(Dataset entries)
..............................

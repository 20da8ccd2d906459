//! Service container for dependency injection
//!
//! Wires up all services with their dependencies.

use std::sync::Arc;
use std::time::Duration;

use crate::application::services::{RenderService, TreeService};
use crate::config::Settings;
use crate::infrastructure::error::StoreResult;
use crate::infrastructure::store::HttpTreeStore;
use crate::infrastructure::traits::{FileSystem, RealFileSystem, Selector, SkimSelector, TreeStore};

/// Container holding the application's collaborators.
pub struct ServiceContainer {
    /// Application settings
    pub settings: Arc<Settings>,

    /// Tree store client
    pub store: Arc<dyn TreeStore>,

    /// Filesystem abstraction
    pub fs: Arc<dyn FileSystem>,

    /// Interactive selector
    pub selector: Arc<dyn Selector>,
}

impl ServiceContainer {
    /// Create a new service container with real implementations.
    pub fn new(settings: Settings) -> StoreResult<Self> {
        let store = HttpTreeStore::new(
            &settings.store.base_url,
            Duration::from_secs(settings.store.timeout_secs),
        )?;
        Ok(Self::with_deps(
            settings,
            Arc::new(store),
            Arc::new(RealFileSystem),
            Arc::new(SkimSelector),
        ))
    }

    /// Create a service container with custom dependencies (for testing).
    pub fn with_deps(
        settings: Settings,
        store: Arc<dyn TreeStore>,
        fs: Arc<dyn FileSystem>,
        selector: Arc<dyn Selector>,
    ) -> Self {
        let settings = Arc::new(settings);

        Self {
            settings,
            store,
            fs,
            selector,
        }
    }

    /// Controller over the saved-tree list, starting from an empty state.
    pub fn tree_service(&self) -> TreeService {
        TreeService::new(Arc::clone(&self.store))
    }

    pub fn render_service(&self) -> RenderService {
        RenderService::new(Arc::clone(&self.fs), Arc::clone(&self.settings))
    }
}
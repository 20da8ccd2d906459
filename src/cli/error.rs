//! CLI-level errors (wraps infrastructure errors)

use thiserror::Error;

use crate::application::ApplicationError;
use crate::domain::DomainError;
use crate::exitcode;
use crate::infrastructure::{InfraError, StoreError};

/// CLI errors are the top-level error type.
/// These are what get displayed to the user.
#[derive(Error, Debug)]
pub enum CliError {
    #[error("{0}")]
    Infra(#[from] InfraError),

    #[error("{0}")]
    Store(#[from] StoreError),

    #[error("invalid arguments: {0}")]
    InvalidArgs(String),

    #[error("{0}")]
    Usage(String),

    #[error("tree was not saved: {0}")]
    StoreUnavailable(String),
}

impl From<ApplicationError> for CliError {
    fn from(e: ApplicationError) -> Self {
        CliError::Infra(InfraError::Application(e))
    }
}

/// Result type for CLI operations.
pub type CliResult<T> = Result<T, CliError>;

impl CliError {
    /// Get the appropriate exit code for this error.
    pub fn exit_code(&self) -> i32 {
        match self {
            CliError::InvalidArgs(_) | CliError::Usage(_) => exitcode::USAGE,
            CliError::Store(_) | CliError::StoreUnavailable(_) => exitcode::UNAVAILABLE,
            CliError::Infra(e) => match e {
                InfraError::Io { .. } => exitcode::IOERR,
                InfraError::Selector { .. } => exitcode::SOFTWARE,
                InfraError::Application(app) => match app {
                    ApplicationError::Domain(DomainError::InvalidCanvas(_)) => exitcode::CONFIG,
                    ApplicationError::Domain(DomainError::NodeNotFound(_)) => exitcode::USAGE,
                    ApplicationError::Domain(_) => exitcode::DATAERR,
                    ApplicationError::TreeNotFound(_) => exitcode::NOINPUT,
                    ApplicationError::Config { .. } => exitcode::CONFIG,
                    ApplicationError::OperationFailed { .. } => exitcode::IOERR,
                },
            },
        }
    }
}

..............................

- WORK REQUIRED -
Please copy each entry. Leave nothing out.

- PROBLEM SOLUTION -
repository 20da8ccd2d906459
//! Service container for dependency injection
//!
//! Wires up all services with their dependencies.

use std::sync::Arc;
use std::time::Duration;

use crate::application::services::{RenderService, TreeService};
use crate::config::Settings;
use crate::infrastructure::error::StoreResult;
use crate::infrastructure::store::HttpTreeStore;
use crate::infrastructure::traits::{FileSystem, RealFileSystem, Selector, SkimSelector, TreeStore};

/// Container holding the application's collaborators.
pub struct ServiceContainer {
    /// Application settings
    pub settings: Arc<Settings>,

    /// Tree store client
    pub store: Arc<dyn TreeStore>,

    /// Filesystem abstraction
    pub fs: Arc<dyn FileSystem>,

    /// Interactive selector
    pub selector: Arc<dyn Selector>,
}

impl ServiceContainer {
    /// Create a new service container with real implementations.
    pub fn new(settings: Settings) -> StoreResult<Self> {
        let store = HttpTreeStore::new(
            &settings.store.base_url,
            Duration::from_secs(settings.store.timeout_secs),
        )?;
        Ok(Self::with_deps(
            settings,
            Arc::new(store),
            Arc::new(RealFileSystem),
            Arc::new(SkimSelector),
        ))
    }

    /// Create a service container with custom dependencies (for testing).
    pub fn with_deps(
        settings: Settings,
        store: Arc<dyn TreeStore>,
        fs: Arc<dyn FileSystem>,
        selector: Arc<dyn Selector>,
    ) -> Self {
        let settings = Arc::new(settings);

        Self {
            settings,
            store,
            fs,
            selector,
        }
    }

    /// Controller over the saved-tree list, starting from an empty state.
    pub fn tree_service(&self) -> TreeService {
        TreeService::new(Arc::clone(&self.store))
    }

    pub fn render_service(&self) -> RenderService {
        RenderService::new(Arc::clone(&self.fs), Arc::clone(&self.settings))
    }
}
repository 20da8ccd2d906459
filename src/cli/error.rs
//! CLI-level errors (wraps infrastructure errors)

use thiserror::Error;

use crate::application::ApplicationError;
use crate::domain::DomainError;
use crate::exitcode;
use crate::infrastructure::{InfraError, StoreError};

/// CLI errors are the top-level error type.
/// These are what get displayed to the user.
#[derive(Error, Debug)]
pub enum CliError {
    #[error("{0}")]
    Infra(#[from] InfraError),

    #[error("{0}")]
    Store(#[from] StoreError),

    #[error("invalid arguments: {0}")]
    InvalidArgs(String),

    #[error("{0}")]
    Usage(String),

    #[error("tree was not saved: {0}")]
    StoreUnavailable(String),
}

impl From<ApplicationError> for CliError {
    fn from(e: ApplicationError) -> Self {
        CliError::Infra(InfraError::Application(e))
    }
}

/// Result type for CLI operations.
pub type CliResult<T> = Result<T, CliError>;

impl CliError {
    /// Get the appropriate exit code for this error.
    pub fn exit_code(&self) -> i32 {
        match self {
            CliError::InvalidArgs(_) | CliError::Usage(_) => exitcode::USAGE,
            CliError::Store(_) | CliError::StoreUnavailable(_) => exitcode::UNAVAILABLE,
            CliError::Infra(e) => match e {
                InfraError::Io { .. } => exitcode::IOERR,
                InfraError::Selector { .. } => exitcode::SOFTWARE,
                InfraError::Application(app) => match app {
                    ApplicationError::Domain(DomainError::InvalidCanvas(_)) => exitcode::CONFIG,
                    ApplicationError::Domain(DomainError::NodeNotFound(_)) => exitcode::USAGE,
                    ApplicationError::Domain(_) => exitcode::DATAERR,
                    ApplicationError::TreeNotFound(_) => exitcode::NOINPUT,
                    ApplicationError::Config { .. } => exitcode::CONFIG,
                    ApplicationError::OperationFailed { .. } => exitcode::IOERR,
                },
            },
        }
    }
}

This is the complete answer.